Chapter 5 -Three Options for Teradata Table Design

“Design is not just what it looks like and feels like. Design is how it works.”

- Steve Jobs

There are Three Options to Teradata Table Design

1. Traditional Teradata using a Primary Index:

80-90% of your tables will use the traditional Teradata design of simply having a Primary Index. These tables will distribute the rows of the table among the AMPs with a consistent and straightforward Hash Formula. The AMPs will sort their rows by the Primary Index value (kind of) and when a user queries the table using the Primary Index value to limit the rows returning it will always be a “Single AMP retrieve”.
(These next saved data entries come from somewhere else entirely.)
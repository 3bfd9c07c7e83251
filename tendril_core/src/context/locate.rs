// Copyright 2026 the Tendril Authors
// SPDX-License-Identifier: Apache-2.0 OR MIT

//! Locator queries. All of them are read-only.

use alloc::rc::Rc;
use alloc::vec::Vec;

use super::kind::{Kind, ProviderId};
use crate::node::NodeId;
use crate::runtime::Runtime;

impl Runtime {
    /// Returns the value of the nearest strict ancestor providing `kind`.
    #[must_use]
    pub fn lookup_up<T: 'static>(&self, node: NodeId, kind: Kind<T>) -> Option<Rc<T>> {
        let (_, provider) = self.tree.find_up(node, kind.id())?;
        Some(self.registry.get(kind, provider))
    }

    /// Returns the values of every strict descendant providing `kind`, in
    /// document order.
    #[must_use]
    pub fn lookup_down<T: 'static>(&self, node: NodeId, kind: Kind<T>) -> Vec<Rc<T>> {
        self.tree
            .find_down(node, kind.id())
            .into_iter()
            .map(|(_, provider)| self.registry.get(kind, provider))
            .collect()
    }

    /// Resolves the nearest strict ancestor providing `anchor` (the root of
    /// `node`'s tree if there is none) and looks down from it.
    #[must_use]
    pub fn lookup_side<A: 'static, T: 'static>(
        &self,
        node: NodeId,
        anchor: Kind<A>,
        kind: Kind<T>,
    ) -> Vec<Rc<T>> {
        let from = self
            .anchor(node, anchor)
            .unwrap_or_else(|| self.tree.root_of(node));
        self.lookup_down(from, kind)
    }

    /// Returns the nearest strict ancestor providing `kind`.
    #[must_use]
    pub fn anchor<T: 'static>(&self, node: NodeId, kind: Kind<T>) -> Option<NodeId> {
        self.tree.find_up(node, kind.id()).map(|(n, _)| n)
    }

    /// Returns the logical children of `node` for `kind`: providers whose
    /// nearest providing ancestor of the same kind is `node`, in document
    /// order.
    ///
    /// Equivalent to filtering [`lookup_down`](Self::lookup_down) by
    /// `anchor(child, kind) == Some(node)`, without visiting nested providers.
    #[must_use]
    pub fn lookup_children<T: 'static>(&self, node: NodeId, kind: Kind<T>) -> Vec<Rc<T>> {
        self.tree
            .find_children(node, kind.id())
            .into_iter()
            .map(|(_, provider)| self.registry.get(kind, provider))
            .collect()
    }

    /// Returns the value `node` itself provides for `kind`.
    #[must_use]
    pub fn provided<T: 'static>(&self, node: NodeId, kind: Kind<T>) -> Option<Rc<T>> {
        let provider = self.tree.marker(node, kind.id())?;
        Some(self.registry.get(kind, provider))
    }

    /// Returns the provider id `node` holds for `kind`.
    #[must_use]
    pub fn provider_of<T: 'static>(&self, node: NodeId, kind: Kind<T>) -> Option<ProviderId> {
        self.tree.marker(node, kind.id())
    }
}

#[cfg(test)]
mod tests {
    use alloc::vec;
    use alloc::vec::Vec;

    use crate::Runtime;

    #[test]
    fn lookup_up_takes_nearest_strict_ancestor() {
        let mut rt = Runtime::new();
        let kind = rt.create_kind::<&'static str>(None);
        let leaf = rt.element("leaf", []);
        let inner = rt.element("inner", [leaf]);
        let outer = rt.element("outer", [inner]);
        rt.register(outer, kind, Some("outer")).unwrap();
        rt.register(inner, kind, Some("inner")).unwrap();
        rt.register(leaf, kind, Some("leaf")).unwrap();

        assert_eq!(rt.lookup_up(leaf, kind).as_deref(), Some(&"inner"));
        assert_eq!(rt.lookup_up(inner, kind).as_deref(), Some(&"outer"));
        assert!(rt.lookup_up(outer, kind).is_none(), "self is never included");
    }

    #[test]
    fn lookup_down_is_document_order_and_excludes_self() {
        let mut rt = Runtime::new();
        let kind = rt.create_kind::<u32>(None);
        let a1 = rt.element("a1", []);
        let a = rt.element("a", [a1]);
        let b = rt.element("b", []);
        let root = rt.element("root", [a, b]);
        for (n, v) in [(root, 0), (b, 3), (a1, 2), (a, 1)] {
            rt.register(n, kind, Some(v)).unwrap();
        }
        let found: Vec<u32> = rt.lookup_down(root, kind).iter().map(|v| **v).collect();
        assert_eq!(found, vec![1, 2, 3]);
        assert_eq!(found.len(), rt.registry().count_of(kind.id()) - 1);
    }

    #[test]
    fn lookup_side_falls_back_to_root() {
        let mut rt = Runtime::new();
        let group = rt.create_kind::<()>(Some(()));
        let item = rt.create_kind::<u32>(None);
        let x = rt.element("x", []);
        let y = rt.element("y", []);
        let wrapper = rt.element("wrapper", [y]);
        let root = rt.element("root", [x, wrapper]);
        rt.register(x, item, Some(1)).unwrap();
        rt.register(y, item, Some(2)).unwrap();

        // No group anywhere: the anchor is the detached root itself.
        let side: Vec<u32> = rt.lookup_side(y, group, item).iter().map(|v| **v).collect();
        assert_eq!(side, vec![1, 2]);

        rt.register(wrapper, group, None).unwrap();
        let side: Vec<u32> = rt.lookup_side(y, group, item).iter().map(|v| **v).collect();
        assert_eq!(side, vec![2], "anchored at the wrapper group");
        assert_eq!(rt.anchor(y, group), Some(wrapper));
        assert_eq!(rt.anchor(root, group), None);
    }

    #[test]
    fn lookup_children_skips_grandchildren() {
        let mut rt = Runtime::new();
        let kind = rt.create_kind::<u32>(None);
        let grandchild = rt.element("g", []);
        let child = rt.element("c", [grandchild]);
        let wrapper = rt.element("div", [child]);
        let sibling = rt.element("s", []);
        let parent = rt.element("p", [wrapper, sibling]);
        rt.register(parent, kind, Some(0)).unwrap();
        rt.register(child, kind, Some(1)).unwrap();
        rt.register(grandchild, kind, Some(2)).unwrap();
        rt.register(sibling, kind, Some(3)).unwrap();

        let direct: Vec<u32> = rt.lookup_children(parent, kind).iter().map(|v| **v).collect();
        assert_eq!(direct, vec![1, 3]);

        // Same answer as filtering the full downward lookup by anchor.
        let filtered: Vec<u32> = rt
            .tree()
            .find_down(parent, kind.id())
            .into_iter()
            .filter(|(n, _)| rt.anchor(*n, kind) == Some(parent))
            .map(|(_, p)| *rt.registry().get(kind, p))
            .collect();
        assert_eq!(direct, filtered);
    }

    #[test]
    fn one_node_can_provide_several_kinds() {
        let mut rt = Runtime::new();
        let numbers = rt.create_kind::<u32>(None);
        let names = rt.create_kind::<&'static str>(None);
        let node = rt.element("both", []);
        let leaf = rt.element("leaf", []);
        rt.append(node, leaf);
        rt.register(node, numbers, Some(5)).unwrap();
        rt.register(node, names, Some("five")).unwrap();
        assert_eq!(rt.lookup_up(leaf, numbers).as_deref(), Some(&5));
        assert_eq!(rt.lookup_up(leaf, names).as_deref(), Some(&"five"));
        assert!(rt.register(node, numbers, Some(6)).is_err());
    }
}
2. Partition the table which is called a PPI Table (Partition Primary Index):

Teradata allows a table to be created with a horizontal partition. A PPI table still has a Primary Index that distributes the rows among the AMPs just like a traditional table, but each AMP sorts the data on the partition column. All AMPs will be involved in retrieving an answer set, but each AMP only reads one or more of their partitions thus no longer performing a Full Table Scan.

3. A Columnar Design:

In Teradata V14, the system allows for tables to be created in a columnar design. The rows are distributed randomly, but evenly among the AMPs because the table has no Primary Index. Each AMP still owns their own rows, but the rows break each column up into their own separate column container. In other words, if a query only requests a few columns in the query, then the AMP only moves a few small containers into FSG cache. This is considered vertical partitioning.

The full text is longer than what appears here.